Julia Horstmann  ERASE/REWIND

10/03/2012 – 21/04/2012

Eröffnung: Freitag, 09. März 2012, 19-22 Uhr
Opening: Friday, 09. March 2012, 7-10 pm

Press Release

Julia Horstmanns Interesse gilt der Architektur und den ihr zugrunde liegenden gesellschaftlichen und ästhetischen Ordnungsvorstellungen. In der Ausstellung Erase/Rewind beschäftigt sie sich mit der Rolle des Ornaments, einem umstrittenen architektonischen Gestaltungselement. Für Adolf Loos und die klassische Moderne war die Verwendung ornamentaler Muster ein Relikt der Vergangenheit. An ihre Stelle wurde eine universelle Funktionalität gesetzt, die der Idee des Fortschritts gehorchte. Für Walter Benjamin dagegen ist das Ornament der Ort der Wiederaneignung des Verdrängten, seine zirkulären Strukturen entziehen sich der Linearität der Geschichte und bewahren historische Wahrheiten.

Im Zentrum der Ausstellung steht eine Deckenzeichnung im Hauptraum der Galerie. Zwei mächtige, diagonal verlaufende Linien unterbrechen die repetitiven Elemente der Arbeit – ineinander verschachtelte Dreiecke, als wollten sie ihnen Halt geben. An einer der Stirnseiten des Ensembles brechen schuppenartige wuchernde Formen in das Ensemble ein.

Diese Formen tauchen auch in einer Architekturskizze auf, die ebenfalls im Hauptraum zu sehen ist. Sie überlagern dort die klaren und durch die Bleistifttechnik akzentuierten Linien eines Gebäudes, dass einen Teil des Gebäudekomplexes am Rosa-Luxemburg-Platz darstellt, in dem auch die Galerie Nagel untergebracht ist. Die Architekten Hans und Marlene Poelzig wandten sich Ende der zwanziger Jahre von amorpheren Formen – die ein blauer Scherenschnitt an der gegenüberliegenden Seite aufnimmt – ab und einem sachlich-nüchternen Ansatz zu, die diese Formen auf Liniengebung und farbliche Akzente reduzierte.

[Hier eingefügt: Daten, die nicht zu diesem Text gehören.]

//! Shared helpers for vamp-engine integration tests
//!
//! - audio_generator: WAV fixtures written with hound
//! - scenario: controller + software deck driven by manual rendering

#![allow(dead_code)]

pub mod audio_generator;
pub mod scenario;

pub use audio_generator::{generate_ramp_wav, generate_sine_wav};
pub use scenario::Scenario;
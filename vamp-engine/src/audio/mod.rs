//! Audio data, decoding and device output

pub mod decoder;
pub mod output;
pub mod types;

pub use decoder::{load_track, DecodedAudio, PcmSource, SymphoniaSource};
pub use output::{AudioOutput, StreamHealth};
pub use types::Track;
impl LoopBackend for SoftwareLooper {
    fn load_buffer(&mut self, buffer: Arc<LoopBuffer>) {
        self.shared
            .with_state(|state| state.looper.loaded = Some(buffer));
    }

    fn play_infinite(&mut self, offset: i64, fade_in_ms: u32) -> Result<()> {
        self.shared.with_state(|state| {
            let buffer = state
                .looper
                .loaded
                .clone()
                .ok_or_else(|| Error::BackendStart("no loop buffer loaded".to_string()))?;
            let fade_in_total = ms_to_samples(fade_in_ms, state.sample_rate);
            let lv = &mut state.looper;
            lv.cursor = ticks_to_samples(offset, state.sample_rate) % buffer.frames();
            lv.buffer = Some(buffer);
            lv.running = true;
            lv.paused = false;
            lv.finished = false;
            lv.cycles = 0;
            lv.fade_in_pos = 0;
            lv.fade_in_total = fade_in_total;
            lv.pending = None;
            lv.tail = ActiveTail::None;
            debug!("Loop start at cycle frame {}", lv.cursor);
            Ok(())
        })
    }

    fn pause(&mut self) {
        self.shared.with_state(|state| {
            if state.looper.running {
                state.looper.paused = true;
            }
        });
    }

    fn resume(&mut self) {
        self.shared.with_state(|state| state.looper.paused = false);
    }

    fn stop(&mut self) {
        self.shared.with_state(|state| {
            let lv = &mut state.looper;
            lv.running = false;
            lv.paused = false;
            lv.finished = false;
            lv.pending = None;
            lv.tail = ActiveTail::None;
        });
    }

    fn current_cycle_position(&self) -> i64 {
        self.shared.ticks(self.shared.cycle_frame.load(Ordering::Acquire))
    }

    fn completed_cycles(&self) -> u64 {
        self.shared.cycles.load(Ordering::Acquire)
    }

    fn play_patch(&mut self, patch: ExitPatch) {
        self.shared.with_state(|state| {
            let lv = &mut state.looper;
            let len = match (&lv.buffer, lv.running) {
                (Some(buffer), true) => buffer.frames(),
                _ => {
                    warn!("Exit patch requested while the loop is not running");
                    return;
                }
            };
            let target = patch.continuation_frame() % len;
            let distance = (target + len - lv.cursor) % len;
            if distance > len / 2 {
                // Takeover frame already passed; switch now
                lv.start_patch(patch);
            } else {
                lv.pending = Some(PendingFinish::AtFrame(patch));
            }
        });
    }

    fn finish_at_boundary(&mut self, tail: LoopTail) {
        self.shared.with_state(|state| {
            if state.looper.running {
                state.looper.pending = Some(PendingFinish::Boundary(tail));
            }
        });
    }

    fn fade_out(&mut self, duration: i64) {
        self.shared.with_state(|state| {
            let rate = state.sample_rate;
            let lv = &mut state.looper;
            if lv.running {
                lv.pending = None;
                lv.start_tail(LoopTail::FadeOut { duration }, rate);
            }
        });
    }

    fn phase(&self) -> LoopPhase {
        match self.shared.phase.load(Ordering::Acquire) {
            PHASE_LOOPING => LoopPhase::Looping,
            PHASE_PATCH => LoopPhase::Patch,
            PHASE_FADING => LoopPhase::FadingOut,
            PHASE_FINISHED => LoopPhase::Finished,
            _ => LoopPhase::Idle,
        }
    }

    fn patch_position(&self) -> Option<i64> {
        let ticks = self.shared.patch_ticks.load(Ordering::Acquire);
        (ticks >= 0).then_some(ticks)
    }
}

Im Eingangsbereich und im Büro der Galerie sind Paravents aus Lochblech aufgestellt, wie es in der Industrie verwendet wird. Das Lochmuster nimmt den Paravents ihre Funktionalität – sie verbergen nicht mehr und erinnern an einen durchsichtigen Stoff. Man kann die Arbeit als Anspielung auf die Geschichte des Ornaments verstehen: Die Umstellung auf maschinelle Produktion führte zu einer Geometrisierung und Standardisierung der Muster, die nun für die Massenfertigung geeignet sein mussten.

In einem Nebenraum ist ein von der Fassade des Aztec Hotels von Robert Stacy-Judd  inspirierter Scherenschnitt zu sehen. Das Gebäude, an der Route 66 gelegen, vereint Elemente der Architektur der Maya mit der modernen amerikanischen Architektur. Horstmann zeigt Ausschnitte des komplexen Musters und unterlegt sie mit unterschiedlichen Farben. Die Geschlossenheit des Ornaments wird aufgebrochen und in einen neuen Kontext gestellt, ohne dass seine eigentümliche Magie verloren geht.